### Raw data
Content starts

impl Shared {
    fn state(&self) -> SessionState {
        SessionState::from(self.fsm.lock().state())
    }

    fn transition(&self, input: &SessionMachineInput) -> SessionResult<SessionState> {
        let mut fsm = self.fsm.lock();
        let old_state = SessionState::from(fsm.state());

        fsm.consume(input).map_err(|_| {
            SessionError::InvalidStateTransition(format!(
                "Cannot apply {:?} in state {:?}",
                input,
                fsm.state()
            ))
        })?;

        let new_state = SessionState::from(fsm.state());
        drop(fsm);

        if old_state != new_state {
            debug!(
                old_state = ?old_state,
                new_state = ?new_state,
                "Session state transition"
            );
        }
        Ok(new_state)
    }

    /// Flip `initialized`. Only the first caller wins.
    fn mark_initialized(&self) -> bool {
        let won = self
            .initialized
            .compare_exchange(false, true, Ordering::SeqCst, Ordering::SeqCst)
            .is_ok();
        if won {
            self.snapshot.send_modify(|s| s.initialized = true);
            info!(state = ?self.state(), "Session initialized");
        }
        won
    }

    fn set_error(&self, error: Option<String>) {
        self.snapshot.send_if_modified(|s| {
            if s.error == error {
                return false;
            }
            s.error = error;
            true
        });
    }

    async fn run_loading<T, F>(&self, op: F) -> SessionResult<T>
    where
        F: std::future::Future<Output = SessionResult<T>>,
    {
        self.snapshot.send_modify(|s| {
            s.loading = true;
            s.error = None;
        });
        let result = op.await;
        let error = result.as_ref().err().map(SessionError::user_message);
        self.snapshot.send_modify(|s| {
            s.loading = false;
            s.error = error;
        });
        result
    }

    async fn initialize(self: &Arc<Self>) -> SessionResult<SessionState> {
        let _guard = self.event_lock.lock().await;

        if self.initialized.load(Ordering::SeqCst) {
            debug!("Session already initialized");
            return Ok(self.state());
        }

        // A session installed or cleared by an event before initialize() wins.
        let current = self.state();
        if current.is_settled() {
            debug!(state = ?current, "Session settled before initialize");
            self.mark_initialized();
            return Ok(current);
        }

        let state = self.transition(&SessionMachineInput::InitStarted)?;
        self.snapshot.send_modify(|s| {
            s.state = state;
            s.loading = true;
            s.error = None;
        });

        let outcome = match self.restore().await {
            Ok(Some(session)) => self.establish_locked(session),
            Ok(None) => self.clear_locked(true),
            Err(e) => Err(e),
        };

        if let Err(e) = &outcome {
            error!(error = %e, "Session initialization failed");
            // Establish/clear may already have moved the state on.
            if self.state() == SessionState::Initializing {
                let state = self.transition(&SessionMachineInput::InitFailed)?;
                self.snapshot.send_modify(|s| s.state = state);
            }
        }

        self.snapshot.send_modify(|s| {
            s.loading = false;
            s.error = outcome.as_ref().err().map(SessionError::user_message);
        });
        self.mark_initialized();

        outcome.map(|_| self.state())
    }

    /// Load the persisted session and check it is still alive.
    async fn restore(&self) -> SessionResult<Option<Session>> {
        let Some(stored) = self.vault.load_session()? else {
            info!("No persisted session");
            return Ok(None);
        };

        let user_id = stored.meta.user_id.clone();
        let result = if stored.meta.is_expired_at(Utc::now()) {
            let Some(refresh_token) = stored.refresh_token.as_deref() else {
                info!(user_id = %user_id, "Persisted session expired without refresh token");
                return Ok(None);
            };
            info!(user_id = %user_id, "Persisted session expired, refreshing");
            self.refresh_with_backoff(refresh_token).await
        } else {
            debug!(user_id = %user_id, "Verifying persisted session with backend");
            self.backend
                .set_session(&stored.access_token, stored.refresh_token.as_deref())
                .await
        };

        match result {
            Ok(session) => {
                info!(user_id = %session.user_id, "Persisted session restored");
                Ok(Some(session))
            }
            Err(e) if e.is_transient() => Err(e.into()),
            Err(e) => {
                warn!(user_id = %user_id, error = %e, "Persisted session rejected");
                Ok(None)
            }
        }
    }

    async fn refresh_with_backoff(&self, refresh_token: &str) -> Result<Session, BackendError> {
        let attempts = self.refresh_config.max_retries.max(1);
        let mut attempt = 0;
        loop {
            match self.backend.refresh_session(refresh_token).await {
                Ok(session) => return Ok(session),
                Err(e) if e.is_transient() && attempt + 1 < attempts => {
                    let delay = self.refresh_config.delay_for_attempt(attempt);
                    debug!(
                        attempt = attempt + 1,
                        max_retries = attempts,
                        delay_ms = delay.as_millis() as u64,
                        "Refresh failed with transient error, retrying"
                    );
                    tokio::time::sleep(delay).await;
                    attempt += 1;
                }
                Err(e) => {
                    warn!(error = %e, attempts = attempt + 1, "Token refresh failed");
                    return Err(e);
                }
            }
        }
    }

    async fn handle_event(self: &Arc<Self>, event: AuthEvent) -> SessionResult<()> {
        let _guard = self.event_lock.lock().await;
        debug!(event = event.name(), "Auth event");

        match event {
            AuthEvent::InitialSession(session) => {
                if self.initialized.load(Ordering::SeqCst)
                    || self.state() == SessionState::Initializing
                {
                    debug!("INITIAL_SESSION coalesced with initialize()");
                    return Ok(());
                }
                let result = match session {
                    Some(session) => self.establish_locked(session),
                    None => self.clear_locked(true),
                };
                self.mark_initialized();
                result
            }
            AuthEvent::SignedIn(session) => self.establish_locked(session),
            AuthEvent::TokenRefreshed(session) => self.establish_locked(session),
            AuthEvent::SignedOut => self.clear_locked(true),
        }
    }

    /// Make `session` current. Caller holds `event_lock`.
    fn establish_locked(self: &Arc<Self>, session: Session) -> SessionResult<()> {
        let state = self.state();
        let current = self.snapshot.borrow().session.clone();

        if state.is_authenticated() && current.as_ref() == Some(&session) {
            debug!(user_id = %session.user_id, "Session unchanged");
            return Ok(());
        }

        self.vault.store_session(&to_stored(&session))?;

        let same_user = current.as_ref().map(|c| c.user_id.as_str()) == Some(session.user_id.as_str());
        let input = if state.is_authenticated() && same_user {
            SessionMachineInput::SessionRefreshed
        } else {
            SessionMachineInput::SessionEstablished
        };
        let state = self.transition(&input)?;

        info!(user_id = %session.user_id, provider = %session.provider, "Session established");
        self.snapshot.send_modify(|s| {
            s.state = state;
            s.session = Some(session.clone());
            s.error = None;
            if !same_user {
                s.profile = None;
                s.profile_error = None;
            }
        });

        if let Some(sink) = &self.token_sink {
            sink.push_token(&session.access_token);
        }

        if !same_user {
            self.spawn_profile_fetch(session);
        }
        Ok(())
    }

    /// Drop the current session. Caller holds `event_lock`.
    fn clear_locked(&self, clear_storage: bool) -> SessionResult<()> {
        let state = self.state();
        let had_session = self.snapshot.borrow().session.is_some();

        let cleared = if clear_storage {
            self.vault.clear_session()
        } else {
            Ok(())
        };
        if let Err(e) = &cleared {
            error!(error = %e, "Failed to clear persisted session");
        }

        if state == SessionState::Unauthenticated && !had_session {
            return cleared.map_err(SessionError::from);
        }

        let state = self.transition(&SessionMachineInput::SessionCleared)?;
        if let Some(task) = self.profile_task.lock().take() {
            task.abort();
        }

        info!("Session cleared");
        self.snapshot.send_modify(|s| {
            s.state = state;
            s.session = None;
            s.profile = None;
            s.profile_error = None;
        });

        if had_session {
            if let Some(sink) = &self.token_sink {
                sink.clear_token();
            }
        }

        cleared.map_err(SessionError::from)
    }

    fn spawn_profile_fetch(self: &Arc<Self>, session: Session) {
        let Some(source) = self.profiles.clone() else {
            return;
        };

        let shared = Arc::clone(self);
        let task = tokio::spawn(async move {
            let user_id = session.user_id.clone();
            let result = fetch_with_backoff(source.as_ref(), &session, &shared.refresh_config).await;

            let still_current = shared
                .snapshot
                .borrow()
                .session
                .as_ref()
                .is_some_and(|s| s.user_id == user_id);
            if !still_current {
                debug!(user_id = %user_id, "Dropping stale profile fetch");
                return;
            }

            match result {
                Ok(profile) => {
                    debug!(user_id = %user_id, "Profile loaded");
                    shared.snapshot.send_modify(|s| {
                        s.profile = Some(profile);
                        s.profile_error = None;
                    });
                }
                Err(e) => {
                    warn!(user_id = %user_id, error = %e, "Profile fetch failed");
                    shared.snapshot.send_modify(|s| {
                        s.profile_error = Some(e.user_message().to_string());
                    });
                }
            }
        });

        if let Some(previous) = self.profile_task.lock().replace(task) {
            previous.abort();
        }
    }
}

Content ends
Content starts

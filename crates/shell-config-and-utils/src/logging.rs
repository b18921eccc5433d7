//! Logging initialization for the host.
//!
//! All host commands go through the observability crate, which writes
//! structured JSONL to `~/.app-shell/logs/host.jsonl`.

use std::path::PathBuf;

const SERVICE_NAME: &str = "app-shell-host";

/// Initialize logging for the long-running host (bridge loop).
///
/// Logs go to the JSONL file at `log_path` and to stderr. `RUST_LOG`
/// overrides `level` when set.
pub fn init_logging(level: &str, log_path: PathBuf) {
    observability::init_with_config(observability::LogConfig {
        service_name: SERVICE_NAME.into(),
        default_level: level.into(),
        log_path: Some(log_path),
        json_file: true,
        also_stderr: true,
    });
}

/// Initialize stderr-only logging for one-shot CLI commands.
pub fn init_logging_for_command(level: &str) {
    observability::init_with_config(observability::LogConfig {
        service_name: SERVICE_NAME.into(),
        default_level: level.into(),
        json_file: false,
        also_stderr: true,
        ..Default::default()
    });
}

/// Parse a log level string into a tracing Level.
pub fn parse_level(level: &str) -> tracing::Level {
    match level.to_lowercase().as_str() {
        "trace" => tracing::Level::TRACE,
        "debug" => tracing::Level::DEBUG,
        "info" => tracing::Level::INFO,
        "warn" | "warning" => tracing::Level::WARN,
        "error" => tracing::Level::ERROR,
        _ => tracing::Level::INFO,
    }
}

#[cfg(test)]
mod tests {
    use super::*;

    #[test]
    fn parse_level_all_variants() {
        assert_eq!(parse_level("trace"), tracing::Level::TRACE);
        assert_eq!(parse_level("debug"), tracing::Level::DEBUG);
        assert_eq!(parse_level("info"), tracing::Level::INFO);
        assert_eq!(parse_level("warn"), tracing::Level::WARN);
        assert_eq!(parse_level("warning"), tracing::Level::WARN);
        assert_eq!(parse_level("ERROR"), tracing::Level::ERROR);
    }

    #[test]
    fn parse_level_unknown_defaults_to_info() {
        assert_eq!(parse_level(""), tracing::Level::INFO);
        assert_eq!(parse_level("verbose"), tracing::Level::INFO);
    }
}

Content ends

Scan the listing for the string "AuthEvent". Copy each line that has it.

    async fn handle_event(self: &Arc<Self>, event: AuthEvent) -> SessionResult<()> {
            AuthEvent::InitialSession(session) => {
            AuthEvent::SignedIn(session) => self.establish_locked(session),
            AuthEvent::TokenRefreshed(session) => self.establish_locked(session),
            AuthEvent::SignedOut => self.clear_locked(true),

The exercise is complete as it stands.